* **Work order**
Look at the entries below and restate word for word the lines from the first through the one that has "pub use store::StoreConfig;".

* **Data supplied**
·····

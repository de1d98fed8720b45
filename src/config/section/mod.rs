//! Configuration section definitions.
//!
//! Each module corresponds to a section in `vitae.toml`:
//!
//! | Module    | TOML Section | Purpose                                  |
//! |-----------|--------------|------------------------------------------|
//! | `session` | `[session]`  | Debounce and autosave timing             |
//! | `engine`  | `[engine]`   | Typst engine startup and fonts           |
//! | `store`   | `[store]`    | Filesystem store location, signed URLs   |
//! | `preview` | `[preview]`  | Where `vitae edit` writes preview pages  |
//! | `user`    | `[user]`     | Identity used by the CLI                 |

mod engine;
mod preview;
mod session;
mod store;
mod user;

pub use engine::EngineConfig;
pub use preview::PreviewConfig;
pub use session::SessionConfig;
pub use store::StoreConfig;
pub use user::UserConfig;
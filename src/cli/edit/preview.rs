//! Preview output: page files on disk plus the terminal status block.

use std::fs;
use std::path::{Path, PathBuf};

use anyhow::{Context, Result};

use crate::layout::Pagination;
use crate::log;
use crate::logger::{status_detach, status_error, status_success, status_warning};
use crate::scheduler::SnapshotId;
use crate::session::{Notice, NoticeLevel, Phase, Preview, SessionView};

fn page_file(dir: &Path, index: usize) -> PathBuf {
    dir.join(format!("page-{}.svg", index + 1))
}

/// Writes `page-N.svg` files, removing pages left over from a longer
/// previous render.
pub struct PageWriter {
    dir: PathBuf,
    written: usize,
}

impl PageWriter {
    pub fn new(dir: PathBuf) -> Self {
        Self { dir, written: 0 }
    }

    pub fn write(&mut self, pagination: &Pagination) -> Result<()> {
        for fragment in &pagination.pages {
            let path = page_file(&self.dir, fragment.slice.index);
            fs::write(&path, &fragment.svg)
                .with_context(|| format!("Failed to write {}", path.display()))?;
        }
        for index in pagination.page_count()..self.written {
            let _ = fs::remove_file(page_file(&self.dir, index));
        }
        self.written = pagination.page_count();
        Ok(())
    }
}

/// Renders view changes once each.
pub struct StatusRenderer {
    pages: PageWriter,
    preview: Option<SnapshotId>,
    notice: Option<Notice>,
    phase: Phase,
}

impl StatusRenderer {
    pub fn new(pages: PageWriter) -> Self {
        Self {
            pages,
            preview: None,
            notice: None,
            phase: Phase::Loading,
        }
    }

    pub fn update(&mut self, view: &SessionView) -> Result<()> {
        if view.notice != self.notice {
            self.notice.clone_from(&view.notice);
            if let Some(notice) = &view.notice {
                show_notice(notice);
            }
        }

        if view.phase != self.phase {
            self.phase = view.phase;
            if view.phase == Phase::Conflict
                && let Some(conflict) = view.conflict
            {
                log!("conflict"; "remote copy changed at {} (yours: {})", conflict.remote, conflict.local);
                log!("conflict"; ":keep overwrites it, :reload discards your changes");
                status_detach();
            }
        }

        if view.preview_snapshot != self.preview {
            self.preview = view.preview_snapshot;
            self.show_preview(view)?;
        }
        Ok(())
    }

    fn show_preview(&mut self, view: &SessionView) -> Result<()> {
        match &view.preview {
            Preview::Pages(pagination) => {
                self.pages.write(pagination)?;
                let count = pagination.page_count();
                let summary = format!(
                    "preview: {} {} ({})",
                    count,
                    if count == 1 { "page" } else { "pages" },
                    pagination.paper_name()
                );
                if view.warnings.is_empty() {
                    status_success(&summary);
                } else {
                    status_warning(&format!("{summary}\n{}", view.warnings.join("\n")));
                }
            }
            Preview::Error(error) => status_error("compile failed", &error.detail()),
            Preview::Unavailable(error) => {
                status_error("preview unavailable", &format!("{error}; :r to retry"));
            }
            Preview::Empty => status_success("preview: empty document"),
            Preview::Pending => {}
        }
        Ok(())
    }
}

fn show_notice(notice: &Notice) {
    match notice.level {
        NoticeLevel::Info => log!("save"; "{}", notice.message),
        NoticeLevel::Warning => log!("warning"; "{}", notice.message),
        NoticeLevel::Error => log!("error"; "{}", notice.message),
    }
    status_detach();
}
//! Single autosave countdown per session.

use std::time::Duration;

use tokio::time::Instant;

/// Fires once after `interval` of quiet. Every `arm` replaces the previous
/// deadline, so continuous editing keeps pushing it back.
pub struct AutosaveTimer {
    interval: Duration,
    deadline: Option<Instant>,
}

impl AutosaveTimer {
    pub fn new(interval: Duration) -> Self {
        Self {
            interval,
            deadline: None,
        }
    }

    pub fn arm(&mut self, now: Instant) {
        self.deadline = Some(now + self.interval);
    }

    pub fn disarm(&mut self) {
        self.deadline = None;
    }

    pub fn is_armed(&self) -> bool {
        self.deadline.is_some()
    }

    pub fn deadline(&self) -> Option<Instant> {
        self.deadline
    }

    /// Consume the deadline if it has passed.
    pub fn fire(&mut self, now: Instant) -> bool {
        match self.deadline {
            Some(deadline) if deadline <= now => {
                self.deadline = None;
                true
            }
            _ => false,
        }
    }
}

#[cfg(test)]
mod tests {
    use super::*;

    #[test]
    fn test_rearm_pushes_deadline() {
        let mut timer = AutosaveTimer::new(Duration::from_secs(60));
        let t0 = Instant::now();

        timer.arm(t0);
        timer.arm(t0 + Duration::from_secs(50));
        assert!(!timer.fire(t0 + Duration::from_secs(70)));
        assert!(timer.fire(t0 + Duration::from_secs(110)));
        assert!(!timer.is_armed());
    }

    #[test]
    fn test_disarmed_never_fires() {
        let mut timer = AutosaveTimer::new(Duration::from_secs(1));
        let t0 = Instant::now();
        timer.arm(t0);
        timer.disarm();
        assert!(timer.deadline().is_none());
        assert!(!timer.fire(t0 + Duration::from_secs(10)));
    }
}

·····

* **Output for this exercise**
repository de1d98fed8720b45
filename src/config/section/mod.rs
//! Configuration section definitions.
//!
//! Each module corresponds to a section in `vitae.toml`:
//!
//! | Module    | TOML Section | Purpose                                  |
//! |-----------|--------------|------------------------------------------|
//! | `session` | `[session]`  | Debounce and autosave timing             |
//! | `engine`  | `[engine]`   | Typst engine startup and fonts           |
//! | `store`   | `[store]`    | Filesystem store location, signed URLs   |
//! | `preview` | `[preview]`  | Where `vitae edit` writes preview pages  |
//! | `user`    | `[user]`     | Identity used by the CLI                 |

mod engine;
mod preview;
mod session;
mod store;
mod user;

pub use engine::EngineConfig;
pub use preview::PreviewConfig;
pub use session::SessionConfig;
pub use store::StoreConfig;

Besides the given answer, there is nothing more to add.